State Key Laboratory of Drug Research, Shanghai Institute of Materia Medica, Chinese Academy of Sciences (CAS), 555 Zuchongzhi Road, Shanghai, 201203, China.
Eur J Med Chem. 2022 Nov 15;242:114697. doi: 10.1016/j.ejmech.2022.114697. Epub 2022 Aug 20.
Ulcerative colitis (UC) is a gastrointestinal disease with complex etiology, and the shortage of the treatment further intensifies the need to discover new therapies based on novel mechanisms and strategies. TGR5 and DPP4 are beneficial to treat UC through multiple mechanisms, notably increasing GLP-2 levels by promoting secretion and inhibiting degradation respectively. However, some unwanted systemic effects caused by systemic exposure hinder development, especially the gallbladder-filling effects. Herein, we firstly reported a series of high-potency gut-restricted TGR5-DPP4 bifunctional molecules by gut-restriction and multitarget strategies to utilize the positive impacts of TGR5 and DPP4 on UC and avoid unwanted systemic effects. In particularly, racemic compound 15, a high-potency TGR5-DPP4 bifunctional molecule, showed favorable intestinal distribution, preferable efficacy in mice colitis model and good gallbladder safety. Therefore, the feasibility of gut-restricted TGR5-DPP4 bifunctional molecule was confirmed for the treatment UC, providing a new insight into the development of anti-UC drugs.

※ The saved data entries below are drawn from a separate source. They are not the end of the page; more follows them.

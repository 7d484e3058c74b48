//! SQLite implementation of the `Store` contract.
//!
//! # Responsibility
//! - Map items/tasks between rows and domain structs by hand.
//! - Translate `GroupKey` and `PositionShift` into SQL predicates.
//!
//! # Invariants
//! - Dates persist as `YYYY-MM-DD` text, so day groups compare exactly.
//! - Completion timestamps persist as epoch milliseconds.
//! - Transactions use `BEGIN IMMEDIATE`, serializing writers per database.

use crate::db::migrations::latest_version;
use crate::model::item::{Item, ItemId};
use crate::model::item_task::{ItemTask, TaskId};
use crate::model::{EntityRef, Occurrence};
use crate::ordering::group::GroupKey;
use crate::ordering::position::PositionShift;
use crate::repo::store::{
    CommitmentFilter, OccurrenceOrder, OccurrenceQuery, Store, StoreError, StoreResult,
};
use chrono::{DateTime, NaiveDate, Utc};
use rusqlite::types::Value;
use rusqlite::{params, params_from_iter, Connection, Row, Transaction, TransactionBehavior};
use uuid::Uuid;

const DATE_FORMAT: &str = "%Y-%m-%d";

const ITEM_SELECT_SQL: &str = "SELECT
    item_uuid,
    description AS item_description,
    recurring AS item_recurring,
    cadence_days AS item_cadence_days,
    completed AS item_completed,
    position AS item_position
FROM items";

const TASK_SELECT_SQL: &str = "SELECT
    task_uuid,
    item_uuid,
    description,
    due_date,
    committed_date,
    completion_date,
    position
FROM item_tasks";

const OCCURRENCE_SELECT_SQL: &str = "SELECT
    t.task_uuid AS task_uuid,
    t.item_uuid AS item_uuid,
    t.description AS description,
    t.due_date AS due_date,
    t.committed_date AS committed_date,
    t.completion_date AS completion_date,
    t.position AS position,
    i.description AS item_description,
    i.recurring AS item_recurring,
    i.cadence_days AS item_cadence_days,
    i.completed AS item_completed,
    i.position AS item_position
FROM item_tasks t
INNER JOIN items i ON i.item_uuid = t.item_uuid";

/// SQLite-backed store borrowing a migrated connection.
pub struct SqliteStore<'conn> {
    conn: &'conn Connection,
}

impl<'conn> SqliteStore<'conn> {
    /// Creates store from migrated connection.
    pub fn try_new(conn: &'conn Connection) -> StoreResult<Self> {
        ensure_store_connection_ready(conn)?;
        Ok(Self { conn })
    }
}

impl Store for SqliteStore<'_> {
    fn atomically<T, E, F>(&self, op: F) -> Result<T, E>
    where
        F: FnOnce(&Self) -> Result<T, E>,
        E: From<StoreError>,
    {
        let tx = Transaction::new_unchecked(self.conn, TransactionBehavior::Immediate)
            .map_err(StoreError::from)?;
        // Dropping `tx` on the error path rolls everything back.
        let value = op(self)?;
        tx.commit().map_err(StoreError::from)?;
        Ok(value)
    }

    fn get_item(&self, id: ItemId) -> StoreResult<Option<Item>> {
        let mut stmt = self
            .conn
            .prepare(&format!("{ITEM_SELECT_SQL} WHERE item_uuid = ?1;"))?;
        let mut rows = stmt.query([id.to_string()])?;
        if let Some(row) = rows.next()? {
            return Ok(Some(parse_item_row(row)?));
        }
        Ok(None)
    }

    fn get_task(&self, id: TaskId) -> StoreResult<Option<ItemTask>> {
        let mut stmt = self
            .conn
            .prepare(&format!("{TASK_SELECT_SQL} WHERE task_uuid = ?1;"))?;
        let mut rows = stmt.query([id.to_string()])?;
        if let Some(row) = rows.next()? {
            return Ok(Some(parse_task_row(row)?));
        }
        Ok(None)
    }

    fn list_item_tasks(&self, item_id: ItemId) -> StoreResult<Vec<ItemTask>> {
        let mut stmt = self.conn.prepare(&format!(
            "{TASK_SELECT_SQL}
             WHERE item_uuid = ?1
             ORDER BY created_at ASC, task_uuid ASC;"
        ))?;
        let mut rows = stmt.query([item_id.to_string()])?;
        let mut tasks = Vec::new();
        while let Some(row) = rows.next()? {
            tasks.push(parse_task_row(row)?);
        }
        Ok(tasks)
    }

    fn find_occurrences(&self, query: &OccurrenceQuery) -> StoreResult<Vec<Occurrence>> {
        let mut sql = format!("{OCCURRENCE_SELECT_SQL} WHERE 1 = 1");
        let mut bind_values: Vec<Value> = Vec::new();

        if !query.include_completed {
            sql.push_str(" AND t.completion_date IS NULL");
        }

        if let Some(recurring) = query.recurring {
            sql.push_str(" AND i.recurring = ?");
            bind_values.push(Value::Integer(bool_to_int(recurring)));
        }

        match query.commitment {
            CommitmentFilter::Any => {}
            CommitmentFilter::CommittedBefore(date) => {
                sql.push_str(" AND t.committed_date IS NOT NULL AND t.committed_date < ?");
                bind_values.push(Value::Text(date_to_db(date)));
            }
            CommitmentFilter::CommittedBetween { from, until } => {
                sql.push_str(" AND t.committed_date >= ? AND t.committed_date < ?");
                bind_values.push(Value::Text(date_to_db(from)));
                bind_values.push(Value::Text(date_to_db(until)));
            }
            CommitmentFilter::UncommittedOrFrom(date) => {
                sql.push_str(" AND (t.committed_date IS NULL OR t.committed_date >= ?)");
                bind_values.push(Value::Text(date_to_db(date)));
            }
        }

        // SQLite sorts NULL first in ascending order.
        match query.order {
            OccurrenceOrder::CommittedDateThenPosition => {
                sql.push_str(" ORDER BY t.committed_date ASC, t.position ASC, t.task_uuid ASC");
            }
            OccurrenceOrder::DueDateThenItemPosition => {
                sql.push_str(" ORDER BY t.due_date ASC, i.position ASC, t.task_uuid ASC");
            }
        }

        let mut stmt = self.conn.prepare(&sql)?;
        let mut rows = stmt.query(params_from_iter(bind_values))?;
        let mut occurrences = Vec::new();
        while let Some(row) = rows.next()? {
            occurrences.push(Occurrence {
                task: parse_task_row(row)?,
                item: parse_item_row(row)?,
            });
        }
        Ok(occurrences)
    }

    fn max_position(&self, group: GroupKey) -> StoreResult<Option<i64>> {
        let (table, filter, key) = group_filter(group);
        let max = self.conn.query_row(
            &format!("SELECT MAX(position) FROM {table} WHERE {filter};"),
            [key],
            |row| row.get::<_, Option<i64>>(0),
        )?;
        Ok(max)
    }

    fn group_positions(&self, group: GroupKey) -> StoreResult<Vec<i64>> {
        let (table, filter, key) = group_filter(group);
        let mut stmt = self.conn.prepare(&format!(
            "SELECT position
             FROM {table}
             WHERE {filter}
               AND position IS NOT NULL
             ORDER BY position ASC;"
        ))?;
        let mut rows = stmt.query([key])?;
        let mut positions = Vec::new();
        while let Some(row) = rows.next()? {
            positions.push(row.get(0)?);
        }
        Ok(positions)
    }

    fn insert_item(&self, item: &Item) -> StoreResult<()> {
        item.validate()?;
        self.conn.execute(
            "INSERT INTO items (
                item_uuid,
                description,
                recurring,
                cadence_days,
                completed,
                position
            ) VALUES (?1, ?2, ?3, ?4, ?5, ?6);",
            params![
                item.id.to_string(),
                item.description.as_str(),
                bool_to_int(item.recurring),
                item.cadence_days,
                bool_to_int(item.completed),
                item.position,
            ],
        )?;
        Ok(())
    }

    fn insert_task(&self, task: &ItemTask) -> StoreResult<()> {
        task.validate()?;
        self.conn.execute(
            "INSERT INTO item_tasks (
                task_uuid,
                item_uuid,
                description,
                due_date,
                committed_date,
                completion_date,
                position
            ) VALUES (?1, ?2, ?3, ?4, ?5, ?6, ?7);",
            params![
                task.id.to_string(),
                task.item_id.to_string(),
                task.description.as_str(),
                task.due_date.map(date_to_db),
                task.committed_date.map(date_to_db),
                task.completion_date.map(|value| value.timestamp_millis()),
                task.position,
            ],
        )?;
        Ok(())
    }

    fn update_item(&self, item: &Item) -> StoreResult<()> {
        item.validate()?;
        let changed = self.conn.execute(
            "UPDATE items
             SET
                description = ?2,
                recurring = ?3,
                cadence_days = ?4,
                completed = ?5,
                position = ?6,
                updated_at = (strftime('%s', 'now') * 1000)
             WHERE item_uuid = ?1;",
            params![
                item.id.to_string(),
                item.description.as_str(),
                bool_to_int(item.recurring),
                item.cadence_days,
                bool_to_int(item.completed),
                item.position,
            ],
        )?;
        if changed == 0 {
            return Err(StoreError::NotFound(EntityRef::Item(item.id)));
        }
        Ok(())
    }

    fn update_task(&self, task: &ItemTask) -> StoreResult<()> {
        task.validate()?;
        let changed = self.conn.execute(
            "UPDATE item_tasks
             SET
                description = ?2,
                due_date = ?3,
                committed_date = ?4,
                completion_date = ?5,
                position = ?6,
                updated_at = (strftime('%s', 'now') * 1000)
             WHERE task_uuid = ?1;",
            params![
                task.id.to_string(),
                task.description.as_str(),
                task.due_date.map(date_to_db),
                task.committed_date.map(date_to_db),
                task.completion_date.map(|value| value.timestamp_millis()),
                task.position,
            ],
        )?;
        if changed == 0 {
            return Err(StoreError::NotFound(EntityRef::Task(task.id)));
        }
        Ok(())
    }

    fn delete_item(&self, id: ItemId) -> StoreResult<()> {
        let changed = self
            .conn
            .execute("DELETE FROM items WHERE item_uuid = ?1;", [id.to_string()])?;
        if changed == 0 {
            return Err(StoreError::NotFound(EntityRef::Item(id)));
        }
        Ok(())
    }

    fn shift_positions(&self, shift: &PositionShift) -> StoreResult<usize> {
        let (table, filter, key) = group_filter(shift.group);
        let changed = self.conn.execute(
            &format!(
                "UPDATE {table}
                 SET position = position + ?2,
                     updated_at = (strftime('%s', 'now') * 1000)
                 WHERE {filter}
                   AND position IS NOT NULL
                   AND position >= ?3
                   AND (?4 IS NULL OR position <= ?4);"
            ),
            params_from_iter([
                key,
                Value::Integer(shift.delta),
                Value::Integer(shift.lower),
                shift.upper.map_or(Value::Null, Value::Integer),
            ]),
        )?;
        Ok(changed)
    }
}

/// Returns `(table, predicate, ?1 binding)` selecting the live members of a group.
fn group_filter(group: GroupKey) -> (&'static str, &'static str, Value) {
    match group {
        GroupKey::Backlog { recurring } => (
            "items",
            "completed = 0 AND recurring = ?1",
            Value::Integer(bool_to_int(recurring)),
        ),
        GroupKey::Day(date) => (
            "item_tasks",
            "completion_date IS NULL AND committed_date = ?1",
            Value::Text(date_to_db(date)),
        ),
    }
}

fn parse_item_row(row: &Row<'_>) -> StoreResult<Item> {
    let item_uuid_text: String = row.get("item_uuid")?;
    let cadence_days: i64 = row.get("item_cadence_days")?;
    let cadence_days = u32::try_from(cadence_days).map_err(|_| {
        StoreError::InvalidData(format!(
            "invalid cadence `{cadence_days}` in items.cadence_days"
        ))
    })?;

    let item = Item {
        id: parse_uuid(&item_uuid_text, "items.item_uuid")?,
        description: row.get("item_description")?,
        recurring: parse_bool(row.get("item_recurring")?, "items.recurring")?,
        cadence_days,
        completed: parse_bool(row.get("item_completed")?, "items.completed")?,
        position: row.get("item_position")?,
    };
    item.validate()
        .map_err(|err| StoreError::InvalidData(format!("item {}: {err}", item.id)))?;
    Ok(item)
}

fn parse_task_row(row: &Row<'_>) -> StoreResult<ItemTask> {
    let task_uuid_text: String = row.get("task_uuid")?;
    let item_uuid_text: String = row.get("item_uuid")?;

    let completion_date = match row.get::<_, Option<i64>>("completion_date")? {
        Some(millis) => Some(DateTime::<Utc>::from_timestamp_millis(millis).ok_or_else(|| {
            StoreError::InvalidData(format!(
                "invalid timestamp `{millis}` in item_tasks.completion_date"
            ))
        })?),
        None => None,
    };

    let task = ItemTask {
        id: parse_uuid(&task_uuid_text, "item_tasks.task_uuid")?,
        item_id: parse_uuid(&item_uuid_text, "item_tasks.item_uuid")?,
        description: row.get("description")?,
        due_date: parse_optional_date(row.get("due_date")?, "item_tasks.due_date")?,
        committed_date: parse_optional_date(
            row.get("committed_date")?,
            "item_tasks.committed_date",
        )?,
        completion_date,
        position: row.get("position")?,
    };
    task.validate()
        .map_err(|err| StoreError::InvalidData(format!("item task {}: {err}", task.id)))?;
    Ok(task)
}

fn date_to_db(date: NaiveDate) -> String {
    date.format(DATE_FORMAT).to_string()
}

fn parse_optional_date(value: Option<String>, column: &'static str) -> StoreResult<Option<NaiveDate>> {
    value
        .map(|text| {
            NaiveDate::parse_from_str(&text, DATE_FORMAT).map_err(|_| {
                StoreError::InvalidData(format!("invalid date `{text}` in {column}"))
            })
        })
        .transpose()
}

fn parse_uuid(value: &str, column: &'static str) -> StoreResult<Uuid> {
    Uuid::parse_str(value)
        .map_err(|_| StoreError::InvalidData(format!("invalid uuid `{value}` in {column}")))
}

fn parse_bool(value: i64, column: &'static str) -> StoreResult<bool> {
    match value {
        0 => Ok(false),
        1 => Ok(true),
        other => Err(StoreError::InvalidData(format!(
            "invalid boolean `{other}` in {column}"
        ))),
    }
}

fn bool_to_int(value: bool) -> i64 {
    if value {
        1
    } else {
        0
    }
}

fn ensure_store_connection_ready(conn: &Connection) -> StoreResult<()> {
    let expected_version = latest_version();
    let actual_version: u32 = conn.query_row("PRAGMA user_version;", [], |row| row.get(0))?;
    if actual_version != expected_version {
        return Err(StoreError::UninitializedConnection {
            expected_version,
            actual_version,
        });
    }

    for table in ["items", "item_tasks"] {
        let exists: i64 = conn.query_row(
            "SELECT EXISTS(
                SELECT 1
                FROM sqlite_master
                WHERE type = 'table' AND name = ?1
            );",
            [table],
            |row| row.get(0),
        )?;
        if exists != 1 {
            return Err(StoreError::MissingRequiredTable(table));
        }
    }

    Ok(())
}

溃疡性结肠炎(UC)是一种病因复杂的胃肠道疾病,治疗方法的缺乏进一步加剧了人们对基于新机制和策略的新型疗法的需求。TGR5 和 DPP4 通过多种机制有利于治疗 UC,特别是通过分别促进分泌和抑制降解来增加 GLP-2 水平。然而,全身暴露引起的一些不良全身作用会阻碍其发展,特别是胆囊填充作用。在此,我们首次通过肠道限制和多靶点策略报道了一系列高效的肠道限制 TGR5-DPP4 双功能分子,以利用 TGR5 和 DPP4 对 UC 的积极影响,同时避免不必要的全身作用。特别是,外消旋化合物 15 是一种高效的 TGR5-DPP4 双功能分子,表现出良好的肠道分布、在小鼠结肠炎模型中的优异疗效和良好的胆囊安全性。因此,肠道限制 TGR5-DPP4 双功能分子治疗 UC 的可行性得到了证实,为抗 UC 药物的开发提供了新的思路。